L’idea da cui è nato il nostro primo lavoro registrato con certi criteri e dinamiche è sicuramente la volontà comune di proporre un assaggio delle nostre sonorità, un modo con il quale potessimo per la prima volta esprimerci in studio e dare l’ opportunità a chi non potesse venirci a sentire dal vivo (qui rientrano anche le etichette discografiche, le agenzie di booking, uffici stampa e via discorrendo) di ascoltare la nostra proposta. Ha un grosso significato quel primo Ep. Sarà passato neanche un anno ma da quando lo abbiamo pubblicato in auto-produzione a Novembre 2014 di strada ne abbiamo fatta tantissima molto più che in precedenza. Per quanto concerne i riferimenti semantici, il taglio sia dei testi che dell’idea che li precede è sicuramente personale, intimista e autobiografico per certi versi. “Dreamless” è il nostro primo saluto, una sorta di piccolo testamento sull’importanza dei sogni: come potrebbe sussistere l’esistenza senza di essi?
– Siete dediti ad un genere che non trova massima diffusione in Italia, pur trovando solide basi e anche molti bei lavori in un panorama estero, per coraggio o leggi di mercato, non approfondiremo in questa sede. La scelta di cantare in inglese è più influenzata da questo fattore o dalle vostre preferenze musicali?
Qui penso sia unanime il fatto che la scelta di scrivere testi in lingua inglese venga dettata più che altro da un involontario riferimento agli ascolti e alle proposte musicali estere principalmente proveniente dal mondo inglese e ancor più americano.

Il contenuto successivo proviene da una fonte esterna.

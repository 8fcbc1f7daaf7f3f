//! Scenario fixtures - order input files and their expected log output.
//!
//! Both files are comma-separated, one record per line. A line starting
//! with `#` opens a new scenario (its text becomes the scenario name);
//! blank lines are ignored.
//!
//! Input records:
//!
//! ```text
//! N, <user>, <symbol>, <price>, <qty>, <B|S>, <user order id>
//! C, <user>, <user order id>
//! F
//! ```
//!
//! Expected output records are log lines in their rendered form.

use std::fs::File;
use std::io::Read;
use std::path::Path;
use std::str::FromStr;

use csv::{ReaderBuilder, StringRecord, Trim};

use crate::command::Order;
use crate::error::{EngineError, Result};

/// One named group of fixture records.
#[derive(Clone, Debug, Default, PartialEq, Eq)]
pub struct Scenario<T> {
    /// Header text after the `#`, trimmed
    pub name: String,
    pub records: Vec<T>,
}

/// Scenarios of order input
pub type InputScenario = Scenario<Order>;

/// Scenarios of expected log lines
pub type ExpectedScenario = Scenario<String>;

/// Parse an order input fixture.
pub fn read_scenarios<R: Read>(input: R) -> Result<Vec<InputScenario>> {
    group(input, parse_order)
}

/// Parse an expected output fixture.
pub fn read_expected<R: Read>(input: R) -> Result<Vec<ExpectedScenario>> {
    group(input, |record, _| Ok(record.iter().collect::<Vec<_>>().join(", ")))
}

pub fn load_scenarios(path: impl AsRef<Path>) -> Result<Vec<InputScenario>> {
    read_scenarios(File::open(path)?)
}

pub fn load_expected(path: impl AsRef<Path>) -> Result<Vec<ExpectedScenario>> {
    read_expected(File::open(path)?)
}

/// Split records into scenarios at `#` lines.
fn group<R, T, F>(input: R, mut parse: F) -> Result<Vec<Scenario<T>>>
where
    R: Read,
    F: FnMut(&StringRecord, u64) -> Result<T>,
{
    let mut reader = ReaderBuilder::new()
        .has_headers(false)
        .flexible(true)
        .trim(Trim::All)
        .quoting(false)
        .from_reader(input);

    let mut scenarios = Vec::new();
    let mut current: Option<Scenario<T>> = None;

    for record in reader.records() {
        let record = record?;
        let line = record.position().map_or(0, |pos| pos.line());

        if let Some(header) = record.get(0).and_then(|first| first.strip_prefix('#')) {
            scenarios.extend(current.take().filter(|s| !s.records.is_empty()));
            // A comma inside the header splits it; put it back together
            let mut name = header.trim().to_owned();
            for field in record.iter().skip(1) {
                name.push_str(", ");
                name.push_str(field);
            }
            current = Some(Scenario {
                name,
                records: Vec::new(),
            });
            continue;
        }

        let item = parse(&record, line)?;
        current.get_or_insert_with(|| Scenario {
            name: String::new(),
            records: Vec::new(),
        })
        .records
        .push(item);
    }

    scenarios.extend(current.filter(|s| !s.records.is_empty()));
    Ok(scenarios)
}

fn parse_order(record: &StringRecord, line: u64) -> Result<Order> {
    let tag = record.get(0).unwrap_or_default();
    let expect_fields = |count: usize| {
        if record.len() == count {
            Ok(())
        } else {
            Err(EngineError::Fixture {
                line,
                reason: format!("`{tag}` record needs {count} fields, found {}", record.len()),
            })
        }
    };

    match tag {
        "N" => {
            expect_fields(7)?;
            let user_id = field(record, 1, line)?;
            let symbol = record[2].to_owned();
            let price = field(record, 3, line)?;
            let quantity = field(record, 4, line)?;
            let user_order_id = field(record, 6, line)?;
            match &record[5] {
                "B" => Ok(Order::buy(user_id, user_order_id, symbol, price, quantity)),
                "S" => Ok(Order::sell(user_id, user_order_id, symbol, price, quantity)),
                other => Err(EngineError::Fixture {
                    line,
                    reason: format!("side must be B or S, found `{other}`"),
                }),
            }
        }
        "C" => {
            expect_fields(3)?;
            Ok(Order::cancel(field(record, 1, line)?, field(record, 2, line)?))
        }
        "F" => {
            expect_fields(1)?;
            Ok(Order::flush())
        }
        other => Err(EngineError::UnknownOrderKind(other.to_owned())),
    }
}

fn field<T: FromStr>(record: &StringRecord, index: usize, line: u64) -> Result<T> {
    let raw = &record[index];
    raw.parse().map_err(|_| EngineError::Fixture {
        line,
        reason: format!("field {} is not a valid number: `{raw}`", index + 1),
    })
}

#[cfg(test)]
mod tests {
    use super::*;

    const INPUT: &str = "\
#name: scenario 1
#descr: balanced book

N, 1, IBM, 10, 100, B, 1
N, 2, IBM, 12, 100, S, 102
C, 1, 1
F

#name: scenario 2
N, 1, VAL, 0, 50, S, 3
F
";

    #[test]
    fn test_read_scenarios() {
        let scenarios = read_scenarios(INPUT.as_bytes()).unwrap();

        assert_eq!(scenarios.len(), 2);
        assert_eq!(scenarios[0].name, "descr: balanced book");
        assert_eq!(
            scenarios[0].records,
            vec![
                Order::buy(1, 1, "IBM", 10, 100),
                Order::sell(2, 102, "IBM", 12, 100),
                Order::cancel(1, 1),
                Order::flush(),
            ]
        );
        assert_eq!(scenarios[1].records[0], Order::sell(1, 3, "VAL", 0, 50));
    }

    #[test]
    fn test_read_expected_keeps_line_text() {
        let output = "#scenario 1\nA, 1, 1\nB, B, 10, 100\nB, S, -, -\n#scenario 2\nC, 1, 1, 2\n";

        let expected = read_expected(output.as_bytes()).unwrap();

        assert_eq!(expected.len(), 2);
        assert_eq!(expected[0].records, vec!["A, 1, 1", "B, B, 10, 100", "B, S, -, -"]);
        assert_eq!(expected[1].records, vec!["C, 1, 1, 2"]);
    }

    #[test]
    fn test_records_before_first_header() {
        let scenarios = read_scenarios("F\n".as_bytes()).unwrap();
        assert_eq!(scenarios.len(), 1);
        assert_eq!(scenarios[0].name, "");
    }

    #[test]
    fn test_unknown_tag_is_fatal() {
        let err = read_scenarios("#s\nX, 1, 2\n".as_bytes()).unwrap_err();
        assert!(matches!(err, EngineError::UnknownOrderKind(tag) if tag == "X"));
    }

    #[test]
    fn test_malformed_fields_report_line() {
        let err = read_scenarios("#s\nF\nN, 1, IBM, ten, 100, B, 1\n".as_bytes()).unwrap_err();
        match err {
            EngineError::Fixture { line, reason } => {
                assert_eq!(line, 3);
                assert!(reason.contains("ten"));
            }
            other => panic!("unexpected error: {other:?}"),
        }

        let err = read_scenarios("C, 1\n".as_bytes()).unwrap_err();
        assert!(matches!(err, EngineError::Fixture { line: 1, .. }));

        let err = read_scenarios("N, 1, IBM, 10, 100, X, 1\n".as_bytes()).unwrap_err();
        assert!(matches!(err, EngineError::Fixture { .. }));
    }
}
//! Order Submitter - client-side sender thread.
//!
//! Callers queue orders without blocking on the network; a dedicated thread
//! sends them in submission order. Finishing or dropping the submitter
//! sends everything still queued before the thread exits.

use std::sync::Arc;
use std::thread::{self, JoinHandle};

use tracing::{debug, error};

use crate::command::Order;
use crate::error::{EngineError, Result};
use crate::flush_queue::FlushBarrierQueue;
use crate::transport::OrderTransport;

pub struct OrderSubmitter {
    queue: Arc<FlushBarrierQueue<Order>>,
    sender: Option<JoinHandle<Result<u64>>>,
}

impl OrderSubmitter {
    /// Start the sender thread over `transport`.
    pub fn spawn<T>(transport: T) -> Result<Self>
    where
        T: OrderTransport + Send + 'static,
    {
        let queue = Arc::new(FlushBarrierQueue::new());
        let sender = {
            let queue = Arc::clone(&queue);
            thread::Builder::new()
                .name("sender".into())
                .spawn(move || send_loop(transport, &queue))?
        };
        Ok(Self {
            queue,
            sender: Some(sender),
        })
    }

    /// Queue an order for sending.
    pub fn submit(&self, order: Order) {
        self.queue.push(order);
    }

    /// Block until every order submitted so far has been sent.
    pub fn wait_until_sent(&self) {
        self.queue.wait_until_empty();
    }

    /// Send everything still queued, stop the thread, and report how many
    /// orders went out.
    pub fn finish(mut self) -> Result<u64> {
        self.shutdown()
    }

    fn shutdown(&mut self) -> Result<u64> {
        let Some(sender) = self.sender.take() else {
            return Ok(0);
        };
        self.queue.wait_until_empty();
        self.queue.request_stop();
        sender
            .join()
            .map_err(|_| EngineError::ThreadPanicked("sender"))?
    }
}

impl Drop for OrderSubmitter {
    fn drop(&mut self) {
        if let Err(err) = self.shutdown() {
            error!(%err, "order submitter stopped with error");
        }
    }
}

impl std::fmt::Debug for OrderSubmitter {
    fn fmt(&self, f: &mut std::fmt::Formatter<'_>) -> std::fmt::Result {
        f.debug_struct("OrderSubmitter")
            .field("queue", &self.queue)
            .field("running", &self.sender.is_some())
            .finish()
    }
}

fn send_loop<T: OrderTransport>(mut transport: T, queue: &FlushBarrierQueue<Order>) -> Result<u64> {
    let mut sent = 0u64;
    let mut failure = None;

    while let Some(order) = queue.pop_blocking() {
        if failure.is_some() {
            continue;
        }
        match transport.send(&order) {
            Ok(()) => sent += 1,
            Err(err) => {
                error!(%err, "send failed, discarding remaining orders");
                failure = Some(err);
            }
        }
    }

    debug!(sent, "sender stopped");
    match failure {
        Some(err) => Err(err),
        None => Ok(sent),
    }
}

#[cfg(test)]
mod tests {
    use super::*;
    use std::sync::{mpsc, Mutex};

    #[test]
    fn test_submit_preserves_order() {
        let (tx, rx) = mpsc::channel();
        let submitter = OrderSubmitter::spawn(tx).unwrap();

        for i in 1..=50 {
            submitter.submit(Order::buy(1, i, "IBM", 10, 1));
        }
        assert_eq!(submitter.finish().unwrap(), 50);

        let ids: Vec<u32> = rx.iter().map(|o| o.user_order_id).collect();
        assert_eq!(ids, (1..=50).collect::<Vec<_>>());
    }

    #[test]
    fn test_drop_drains_queue() {
        let (tx, rx) = mpsc::channel();
        {
            let submitter = OrderSubmitter::spawn(tx).unwrap();
            submitter.submit(Order::flush());
            submitter.submit(Order::cancel(1, 1));
        }

        assert_eq!(rx.iter().count(), 2);
    }

    #[test]
    fn test_wait_until_sent() {
        let sent = Arc::new(Mutex::new(Vec::new()));

        struct Shared(Arc<Mutex<Vec<Order>>>);
        impl OrderTransport for Shared {
            fn send(&mut self, order: &Order) -> Result<()> {
                self.0.lock().unwrap().push(order.clone());
                Ok(())
            }
        }

        let submitter = OrderSubmitter::spawn(Shared(Arc::clone(&sent))).unwrap();
        submitter.submit(Order::buy(1, 1, "IBM", 10, 5));
        submitter.wait_until_sent();

        assert_eq!(sent.lock().unwrap().len(), 1);
    }

    #[test]
    fn test_send_failure_is_reported() {
        let (tx, rx) = mpsc::channel();
        drop(rx);

        let submitter = OrderSubmitter::spawn(tx).unwrap();
        submitter.submit(Order::flush());

        assert!(matches!(submitter.finish(), Err(EngineError::Io(_))));
    }
}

– Vi ispirate a qualcuno anche in Italia? Quali sono i vostri riferimenti in generale?
In territorio italiano la scena Shoegaze di Pesaro che fa capo all’etichetta indipendente “We were never being boring” è sicuramente una delle proposte recenti più interessanti e influenti: gruppi quali “Brothers in Law” “Be Forest” e via discorrendo. Oltre a ciò sparse per lo stivale realtà minori molto interessanti sono sicuramente presenti come i Leave the Planet a Lucca o i nostri amici di Treviso dalla neo Psichedelia rumoreggiante New Candys.
Per quanto riguarda i riferimenti più grandi è inevitabile partire dai gruppi storici della scena Shoegaze dei primi anni: da My bloody valentine agli Adorable, come dagli Spaceman 3 ai Jesus and Mary Chain; proseguendo con band odierne che ne ripropongono, seppur ognuna alla sua maniera, le classiche tinte eteree e sognanti ( dai TOY ai DIIV sino all’indie pop dream degli Alvvays senza tralasciare la scena più psychedelica che ci lega ancora al passato con i Tame Impala e se vogliamo anche gli inglesi SPLASHH ).
– Cosa dobbiamo aspettarci da voi nel futuro imminente?
Dunque, in un futuro più che prossimo circa a metà Giugno 2015 abbiamo in programma di far uscire in collaborazione con Costello Music e l’etichetta We were never being boring un videoclip di un nuovo brano singolo dal titolo “Cole drives too fast”. In seguito il nostro progetto oltre a cercare continuamente date per questa stagione, che ormai volge quasi al termine, in Italia principalmente e perché no anche in Europa, è quello di tornare in sala di registrazione a Settembre per lavorare su un nuovo freschissimo ep che racchiuderà tre dei brani tra cui presumibilmente “Fall” che meglio rappresentino il nostro suono attuale. Perciò mantenetevi sintonizzati sulla nostra pagina facebook e su youtube perché presto ci saranno delle grosse grosse novità.
– Per concluderla “musicalmente”, un album che vi è piaciuto in questo 2015.
Domanda più difficile dell’intervista ! Scherzi a parte, dopo lunghe meditazioni pensiamo che “King Gizzard and the Lizard Wizard” con “I’m in your mind fuzz” dalle sonorità kraut-rock ossessive, lisergiche e psichedeliche sia uno degli album top di questo 2015.